Defalarca dinledin! Bu tavşan uykusu yani gaflet ve aldanma hali daha ne kadar sürecek! Mutlaka uyanmak ve uyanık kalmak gerek. Bil ki dünya ehliyle birliktelik ve onların arasına karışmak öldürücü zehir gibidir. Bu zehrin öldürdüğü kişi ise ebedi bir azaba düçar olur.

Akıllı olana tek bir işaret kâfi iken, bu derece abartılı ve üzerinde durarak açıklandığı zaman nasıl olmalıdır!

Aklı başında olan dostlarımızın, dışarıdan pek cazip ve tatlı görünen değersiz dünyaya çocuklar gibi aldanmalarından korkuyorum. Onların önce mübahlardan şüpheli şeylere, şüpheli şeylerden de haramlara kaymasından ve böylece huzur-u ilahîde perişan ve hüsran üzere olmalarından endişe ediyorum. Daima tevbe edip Allah’a yönelmeli, dinin yasakladıklarını ölümcül zehir gibi görmeliyiz.
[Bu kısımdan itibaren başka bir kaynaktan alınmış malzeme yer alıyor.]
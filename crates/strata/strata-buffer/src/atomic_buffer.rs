use crate::region::Region;
use std::fmt;
use std::ptr::{self, NonNull};
use std::sync::Arc;
use std::sync::atomic::{AtomicI32, AtomicI64, Ordering};

/// A bounds-checked view over part of a shared [`Region`].
///
/// Cloning is cheap and shares the region. Offsets passed to accessors are
/// relative to the start of the view.
///
/// Plain accessors (`get_*` / `put_*`) use native byte order and no ordering
/// guarantees. The `_volatile` loads are `Acquire` and the `_ordered` stores
/// are `Release`; pair them to publish data written with plain stores.
///
/// # Panics
/// Every accessor panics if the access falls outside the view, if an atomic
/// access is not naturally aligned, or if a store targets a read-only region.
/// Offsets derived from shared memory must be validated by the caller first.
#[derive(Clone)]
pub struct AtomicBuffer {
    region: Arc<dyn Region>,
    ptr: NonNull<u8>,
    len: usize,
    writable: bool,
}

// SAFETY: the region is Send + Sync and kept alive by the Arc; concurrent
// access to the bytes is the shared-memory protocol's responsibility.
unsafe impl Send for AtomicBuffer {}
unsafe impl Sync for AtomicBuffer {}

impl AtomicBuffer {
    /// View the whole region.
    pub fn new(region: Arc<dyn Region>) -> Self {
        let ptr = NonNull::new(region.as_ptr()).unwrap_or(NonNull::dangling());
        let len = region.len();
        let writable = region.is_writable();
        Self {
            region,
            ptr,
            len,
            writable,
        }
    }

    /// A narrower view sharing the same region.
    pub fn view(&self, offset: usize, len: usize) -> Self {
        self.check_bounds(offset, len);
        Self {
            region: Arc::clone(&self.region),
            // SAFETY: in bounds, checked above.
            ptr: unsafe { NonNull::new_unchecked(self.ptr.as_ptr().add(offset)) },
            len,
            writable: self.writable,
        }
    }

    #[inline(always)]
    pub fn capacity(&self) -> usize {
        self.len
    }

    #[inline(always)]
    pub fn is_writable(&self) -> bool {
        self.writable
    }

    #[inline(always)]
    fn check_bounds(&self, index: usize, len: usize) {
        let in_bounds = match index.checked_add(len) {
            Some(end) => end <= self.len,
            None => false,
        };
        assert!(
            in_bounds,
            "access of {len} bytes at {index} is out of bounds for a buffer of {} bytes",
            self.len
        );
    }

    #[inline(always)]
    fn check_aligned(&self, index: usize, alignment: usize) {
        let address = self.ptr.as_ptr() as usize + index;
        assert!(
            address % alignment == 0,
            "atomic access at {index} is not {alignment}-byte aligned"
        );
    }

    #[inline(always)]
    fn check_writable(&self) {
        assert!(self.writable, "store into a read-only buffer");
    }

    #[inline(always)]
    fn at(&self, index: usize) -> *mut u8 {
        // SAFETY: callers check bounds first.
        unsafe { self.ptr.as_ptr().add(index) }
    }

    #[inline(always)]
    fn atomic_i32(&self, index: usize) -> &AtomicI32 {
        self.check_bounds(index, 4);
        self.check_aligned(index, 4);
        // SAFETY: in bounds and aligned; AtomicI32 has the layout of i32.
        unsafe { &*(self.at(index) as *const AtomicI32) }
    }

    #[inline(always)]
    fn atomic_i64(&self, index: usize) -> &AtomicI64 {
        self.check_bounds(index, 8);
        self.check_aligned(index, 8);
        // SAFETY: in bounds and aligned; AtomicI64 has the layout of i64.
        unsafe { &*(self.at(index) as *const AtomicI64) }
    }

    #[inline]
    pub fn get_u8(&self, index: usize) -> u8 {
        self.check_bounds(index, 1);
        unsafe { ptr::read(self.at(index)) }
    }

    #[inline]
    pub fn put_u8(&self, index: usize, value: u8) {
        self.check_writable();
        self.check_bounds(index, 1);
        unsafe { ptr::write(self.at(index), value) }
    }

    #[inline]
    pub fn get_u16(&self, index: usize) -> u16 {
        self.check_bounds(index, 2);
        unsafe { ptr::read_unaligned(self.at(index) as *const u16) }
    }

    #[inline]
    pub fn put_u16(&self, index: usize, value: u16) {
        self.check_writable();
        self.check_bounds(index, 2);
        unsafe { ptr::write_unaligned(self.at(index) as *mut u16, value) }
    }

    #[inline]
    pub fn get_i32(&self, index: usize) -> i32 {
        self.check_bounds(index, 4);
        unsafe { ptr::read_unaligned(self.at(index) as *const i32) }
    }

    #[inline]
    pub fn put_i32(&self, index: usize, value: i32) {
        self.check_writable();
        self.check_bounds(index, 4);
        unsafe { ptr::write_unaligned(self.at(index) as *mut i32, value) }
    }

    #[inline]
    pub fn get_i64(&self, index: usize) -> i64 {
        self.check_bounds(index, 8);
        unsafe { ptr::read_unaligned(self.at(index) as *const i64) }
    }

    #[inline]
    pub fn put_i64(&self, index: usize, value: i64) {
        self.check_writable();
        self.check_bounds(index, 8);
        unsafe { ptr::write_unaligned(self.at(index) as *mut i64, value) }
    }

    /// Acquire load.
    #[inline]
    pub fn get_i32_volatile(&self, index: usize) -> i32 {
        self.atomic_i32(index).load(Ordering::Acquire)
    }

    /// Release store.
    #[inline]
    pub fn put_i32_ordered(&self, index: usize, value: i32) {
        self.check_writable();
        self.atomic_i32(index).store(value, Ordering::Release);
    }

    #[inline]
    pub fn compare_and_set_i32(&self, index: usize, expected: i32, update: i32) -> bool {
        self.check_writable();
        self.atomic_i32(index)
            .compare_exchange(expected, update, Ordering::AcqRel, Ordering::Acquire)
            .is_ok()
    }

    /// Atomically add `delta`, returning the previous value.
    #[inline]
    pub fn get_and_add_i32(&self, index: usize, delta: i32) -> i32 {
        self.check_writable();
        self.atomic_i32(index).fetch_add(delta, Ordering::AcqRel)
    }

    /// Acquire load.
    #[inline]
    pub fn get_i64_volatile(&self, index: usize) -> i64 {
        self.atomic_i64(index).load(Ordering::Acquire)
    }

    /// Release store.
    #[inline]
    pub fn put_i64_ordered(&self, index: usize, value: i64) {
        self.check_writable();
        self.atomic_i64(index).store(value, Ordering::Release);
    }

    /// Atomically add `delta`, returning the previous value.
    #[inline]
    pub fn get_and_add_i64(&self, index: usize, delta: i64) -> i64 {
        self.check_writable();
        self.atomic_i64(index).fetch_add(delta, Ordering::AcqRel)
    }

    /// Copy `dst.len()` bytes starting at `index` into `dst`.
    #[inline]
    pub fn get_bytes(&self, index: usize, dst: &mut [u8]) {
        self.check_bounds(index, dst.len());
        unsafe { ptr::copy_nonoverlapping(self.at(index), dst.as_mut_ptr(), dst.len()) }
    }

    #[inline]
    pub fn put_bytes(&self, index: usize, src: &[u8]) {
        self.check_writable();
        self.check_bounds(index, src.len());
        unsafe { ptr::copy_nonoverlapping(src.as_ptr(), self.at(index), src.len()) }
    }

    /// Copy `len` bytes from `src` at `src_index` into this buffer at `index`.
    #[inline]
    pub fn put_buffer(&self, index: usize, src: &AtomicBuffer, src_index: usize, len: usize) {
        self.check_writable();
        self.check_bounds(index, len);
        src.check_bounds(src_index, len);
        unsafe { ptr::copy(src.at(src_index), self.at(index), len) }
    }

    #[inline]
    pub fn set_memory(&self, index: usize, len: usize, value: u8) {
        self.check_writable();
        self.check_bounds(index, len);
        unsafe { ptr::write_bytes(self.at(index), value, len) }
    }

    /// Borrow `len` bytes at `index`.
    ///
    /// Another process may overwrite these bytes once the protocol that
    /// published them moves on, so the slice must not outlive the callback or
    /// scan that produced it.
    #[inline]
    pub fn bytes(&self, index: usize, len: usize) -> &[u8] {
        self.check_bounds(index, len);
        unsafe { std::slice::from_raw_parts(self.at(index), len) }
    }
}

impl fmt::Debug for AtomicBuffer {
    fn fmt(&self, f: &mut fmt::Formatter<'_>) -> fmt::Result {
        f.debug_struct("AtomicBuffer")
            .field("ptr", &self.ptr)
            .field("len", &self.len)
            .field("writable", &self.writable)
            .finish()
    }
}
Allah Tealâ sonsuz keremiyle mübah dairesini geniş tutmuştur. Kalbinin darlığından dolayı bu kadar geniş bir alanı dar gören, bu dairenin dışına çıkıp dinin belirlediği sınırları aşan, şüpheli ve haram işlere bulaşan kimseler ne kötü bahtlıdır! Akıllı kimse ise dinin sınırlarını gözeten ve bundan kıl kadar da olsa sapmayandır.

Görünüşte namaz kılan, oruç tutan çok kimse var. Fakat şeriatın sınırlarını gözeten, haram ve şüpheli şeylerden sakınan takva sahipleri pek az. Haklı ile haksızı, samimi ile samimiyetsizi birbirinden ayıran ölçü, işte bu takva ve sakınma halidir. Çünkü namaz ve oruç, zâhiren herkesin yapabileceği şeylerdir. Nitekim bir hadis-i şerifte şöyle buyrulur:

“Dininizin esası verâdır (şüphelilerden sakınmadır).” (Deylemî, el-Firdevs, nr. 6491; Kudâî, Müsnedü’ş-Şihâb, 1/59)

Bir başka hadis-i şerifte de şöyle denilmiştir:

“Hiçbir şey verâya (şüphelilerden sakınmaya) denk değildir.” (Tirmizî, nr. 2519; Beyhakî, ez-Zühd, nr. 831)

Dostlar belki bugün lezzetli yemekler yiyor, şık kıyafetler giyiyorlar. Ama asıl yiğitlik, fakirlerin yiyecek ve giyecekleriyle haz almaktır. Diğeri sıradan insanların harcıdır. Bu ikisi arasında çok büyük fark vardır. Biri Yüce Mevlâ’nın rızasına çok yakınken, diğeri çok uzaktır. Ayrıca birinin hesabını vermek çok kolay iken, diğerinin hesabını vermek pek çetindir.

“Rabbimiz! Bize tarafından rahmet ver ve bize, (şu) durumumuzdan bir kurtuluş yolu hazırla!” (Kehf 10)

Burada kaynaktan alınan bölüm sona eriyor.